//! Per-identity transaction sequence numbers.
//!
//! Each identity has its own slot behind its own mutex, so unrelated
//! identities never wait on each other. Slots are only locked for the
//! duration of an arithmetic update: callers read the chain's pending count
//! first and pass it in.

use std::sync::{Arc, Mutex};

use dashmap::DashMap;
use tracing::debug;

use crate::record::Identity;

type Slot = Arc<Mutex<Option<u64>>>;

/// Hands out unique nonces per identity.
#[derive(Default)]
pub struct NonceManager {
    slots: DashMap<Identity, Slot>,
}

impl NonceManager {
    pub fn new() -> Self {
        Self::default()
    }

    /// Reserve the next nonce for `identity`.
    ///
    /// `pending` is the chain's pending transaction count, read by the caller
    /// before this call. The result is `max(cached, pending)`, and the cache
    /// moves past it, so concurrent callers never receive the same value.
    pub fn reserve(&self, identity: &Identity, pending: u64) -> u64 {
        let slot = self.slot(identity);
        let mut next = slot.lock().unwrap_or_else(|poisoned| poisoned.into_inner());
        let nonce = next.map_or(pending, |cached| cached.max(pending));
        *next = Some(nonce + 1);
        debug!(identity = %identity, nonce, pending, "Reserved nonce");
        nonce
    }

    /// Forget the cached value so the next reservation follows the chain.
    pub fn invalidate(&self, identity: &Identity) {
        let slot = self.slot(identity);
        let mut next = slot.lock().unwrap_or_else(|poisoned| poisoned.into_inner());
        *next = None;
        debug!(identity = %identity, "Invalidated cached nonce");
    }

    fn slot(&self, identity: &Identity) -> Slot {
        // Clone the Arc so the map shard is released before the slot is locked.
        self.slots.entry(*identity).or_default().value().clone()
    }
}
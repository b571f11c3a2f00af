//! Server configuration module
//!
//! Handles loading configuration from environment variables with sensible defaults.

use std::net::SocketAddr;

/// Server configuration loaded from environment variables
#[derive(Debug, Clone)]
pub struct Config {
    /// Server port (default: 8080)
    pub port: u16,
    /// Server host (default: 127.0.0.1)
    pub host: [u8; 4],
    /// Allowed CORS origins, comma-separated (default: allow all in dev)
    pub allowed_origins: Option<Vec<String>>,
    /// Request body limit in MB (default: 60, above the 50 MiB upload bound)
    pub body_limit_mb: usize,
    /// Request timeout in seconds (default: 120; ledger confirmation is slow)
    pub timeout_secs: u64,
    /// Enable rate limiting (default: false for tests, true when loaded from env)
    pub rate_limit_enabled: bool,
    /// Rate limit: requests per second (default: 10)
    pub rate_limit_per_sec: u64,
    /// Rate limit: burst size (default: 20)
    pub rate_limit_burst: u32,
}

impl Default for Config {
    fn default() -> Self {
        Self {
            port: 8080,
            host: [127, 0, 0, 1],
            allowed_origins: None,
            body_limit_mb: 60,
            timeout_secs: 120,
            rate_limit_enabled: false,
            rate_limit_per_sec: 10,
            rate_limit_burst: 20,
        }
    }
}

impl Config {
    /// Load configuration from environment variables
    pub fn from_env() -> Self {
        let defaults = Self::default();

        let host = std::env::var("HOST")
            .ok()
            .map(|h| parse_host(&h))
            .unwrap_or(defaults.host);

        let allowed_origins = std::env::var("ALLOWED_ORIGINS")
            .ok()
            .map(|origins| parse_origins(&origins));

        // Rate limiting enabled by default in production, can be disabled with RATE_LIMIT_ENABLED=false
        let rate_limit_enabled = std::env::var("RATE_LIMIT_ENABLED")
            .map(|v| v.to_lowercase() != "false")
            .unwrap_or(true);

        Self {
            port: env_or("PORT", defaults.port),
            host,
            allowed_origins,
            body_limit_mb: env_or("BODY_LIMIT_MB", defaults.body_limit_mb),
            timeout_secs: env_or("REQUEST_TIMEOUT_SECS", defaults.timeout_secs),
            rate_limit_enabled,
            rate_limit_per_sec: env_or("RATE_LIMIT_PER_SEC", defaults.rate_limit_per_sec),
            rate_limit_burst: env_or("RATE_LIMIT_BURST", defaults.rate_limit_burst),
        }
    }

    /// Get socket address from config
    pub fn socket_addr(&self) -> SocketAddr {
        SocketAddr::from((self.host, self.port))
    }
}

fn env_or<T: std::str::FromStr>(name: &str, default: T) -> T {
    std::env::var(name)
        .ok()
        .and_then(|v| v.parse().ok())
        .unwrap_or(default)
}

/// Only loopback and the wildcard address are accepted.
fn parse_host(host: &str) -> [u8; 4] {
    if host.trim() == "0.0.0.0" {
        [0, 0, 0, 0]
    } else {
        [127, 0, 0, 1]
    }
}

fn parse_origins(origins: &str) -> Vec<String> {
    origins
        .split(',')
        .map(|s| s.trim().to_string())
        .filter(|s| !s.is_empty())
        .collect()
}

#[cfg(test)]
mod tests {
    use super::*;

    #[test]
    fn test_default_config() {
        let config = Config::default();
        assert_eq!(config.port, 8080);
        assert!(!config.rate_limit_enabled);
        assert!(config.allowed_origins.is_none());
        assert_eq!(config.socket_addr().to_string(), "127.0.0.1:8080");
    }

    #[test]
    fn test_parse_host() {
        assert_eq!(parse_host("0.0.0.0"), [0, 0, 0, 0]);
        assert_eq!(parse_host("localhost"), [127, 0, 0, 1]);
        assert_eq!(parse_host("10.1.2.3"), [127, 0, 0, 1]);
    }

    #[test]
    fn test_parse_origins_skips_blanks() {
        assert_eq!(
            parse_origins("https://a.example, ,https://b.example,"),
            vec!["https://a.example", "https://b.example"]
        );
    }
}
★ ★ ★ ★ ★
* _Aim of the task_
The response has to match the records above word for word.

* _Response_
//! Per-identity transaction sequence numbers.
//!
//! Each identity has its own slot behind its own mutex, so unrelated
//! identities never wait on each other. Slots are only locked for the
//! duration of an arithmetic update: callers read the chain's pending count
//! first and pass it in.

use std::sync::{Arc, Mutex};

use dashmap::DashMap;
use tracing::debug;

use crate::record::Identity;

type Slot = Arc<Mutex<Option<u64>>>;

/// Hands out unique nonces per identity.
#[derive(Default)]
pub struct NonceManager {
    slots: DashMap<Identity, Slot>,
}

impl NonceManager {
    pub fn new() -> Self {
        Self::default()
    }

    /// Reserve the next nonce for `identity`.
    ///
    /// `pending` is the chain's pending transaction count, read by the caller
    /// before this call. The result is `max(cached, pending)`, and the cache
    /// moves past it, so concurrent callers never receive the same value.
    pub fn reserve(&self, identity: &Identity, pending: u64) -> u64 {
        let slot = self.slot(identity);
        let mut next = slot.lock().unwrap_or_else(|poisoned| poisoned.into_inner());
        let nonce = next.map_or(pending, |cached| cached.max(pending));
        *next = Some(nonce + 1);
        debug!(identity = %identity, nonce, pending, "Reserved nonce");
        nonce
    }

    /// Forget the cached value so the next reservation follows the chain.
    pub fn invalidate(&self, identity: &Identity) {
        let slot = self.slot(identity);
        let mut next = slot.lock().unwrap_or_else(|poisoned| poisoned.into_inner());
        *next = None;
        debug!(identity = %identity, "Invalidated cached nonce");
    }

    fn slot(&self, identity: &Identity) -> Slot {
        // Clone the Arc so the map shard is released before the slot is locked.
        self.slots.entry(*identity).or_default().value().clone()
    }
}
repository b571f11c3a2f00af
//! Server configuration module
//!
//! Handles loading configuration from environment variables with sensible defaults.

use std::net::SocketAddr;

/// Server configuration loaded from environment variables
#[derive(Debug, Clone)]
pub struct Config {
    /// Server port (default: 8080)
    pub port: u16,
    /// Server host (default: 127.0.0.1)
    pub host: [u8; 4],
    /// Allowed CORS origins, comma-separated (default: allow all in dev)
    pub allowed_origins: Option<Vec<String>>,
    /// Request body limit in MB (default: 60, above the 50 MiB upload bound)
    pub body_limit_mb: usize,
    /// Request timeout in seconds (default: 120; ledger confirmation is slow)
    pub timeout_secs: u64,
    /// Enable rate limiting (default: false for tests, true when loaded from env)
    pub rate_limit_enabled: bool,
    /// Rate limit: requests per second (default: 10)
    pub rate_limit_per_sec: u64,
    /// Rate limit: burst size (default: 20)
    pub rate_limit_burst: u32,
}

impl Default for Config {
    fn default() -> Self {
        Self {
            port: 8080,
            host: [127, 0, 0, 1],
            allowed_origins: None,
            body_limit_mb: 60,
            timeout_secs: 120,
            rate_limit_enabled: false,
            rate_limit_per_sec: 10,
            rate_limit_burst: 20,
        }
    }
}

impl Config {
    /// Load configuration from environment variables
    pub fn from_env() -> Self {
        let defaults = Self::default();

        let host = std::env::var("HOST")
            .ok()
            .map(|h| parse_host(&h))
            .unwrap_or(defaults.host);

        let allowed_origins = std::env::var("ALLOWED_ORIGINS")
            .ok()
            .map(|origins| parse_origins(&origins));

        // Rate limiting enabled by default in production, can be disabled with RATE_LIMIT_ENABLED=false
        let rate_limit_enabled = std::env::var("RATE_LIMIT_ENABLED")
            .map(|v| v.to_lowercase() != "false")
            .unwrap_or(true);

        Self {
            port: env_or("PORT", defaults.port),
            host,
            allowed_origins,
            body_limit_mb: env_or("BODY_LIMIT_MB", defaults.body_limit_mb),
            timeout_secs: env_or("REQUEST_TIMEOUT_SECS", defaults.timeout_secs),
            rate_limit_enabled,
            rate_limit_per_sec: env_or("RATE_LIMIT_PER_SEC", defaults.rate_limit_per_sec),
            rate_limit_burst: env_or("RATE_LIMIT_BURST", defaults.rate_limit_burst),
        }
    }

    /// Get socket address from config
    pub fn socket_addr(&self) -> SocketAddr {
        SocketAddr::from((self.host, self.port))
    }
}

fn env_or<T: std::str::FromStr>(name: &str, default: T) -> T {
    std::env::var(name)
        .ok()
        .and_then(|v| v.parse().ok())
        .unwrap_or(default)
}

/// Only loopback and the wildcard address are accepted.
fn parse_host(host: &str) -> [u8; 4] {
    if host.trim() == "0.0.0.0" {
        [0, 0, 0, 0]
    } else {
        [127, 0, 0, 1]
    }
}

fn parse_origins(origins: &str) -> Vec<String> {
    origins
        .split(',')
        .map(|s| s.trim().to_string())
        .filter(|s| !s.is_empty())
        .collect()
}

#[cfg(test)]
mod tests {
    use super::*;

    #[test]
    fn test_default_config() {
        let config = Config::default();
        assert_eq!(config.port, 8080);
        assert!(!config.rate_limit_enabled);
        assert!(config.allowed_origins.is_none());
        assert_eq!(config.socket_addr().to_string(), "127.0.0.1:8080");
    }

    #[test]
    fn test_parse_host() {
        assert_eq!(parse_host("0.0.0.0"), [0, 0, 0, 0]);
        assert_eq!(parse_host("localhost"), [127, 0, 0, 1]);
        assert_eq!(parse_host("10.1.2.3"), [127, 0, 0, 1]);
    }

    #[test]
    fn test_parse_origins_skips_blanks() {
        assert_eq!(
            parse_origins("https://a.example, ,https://b.example,"),
            vec!["https://a.example", "https://b.example"]
        );
    }
}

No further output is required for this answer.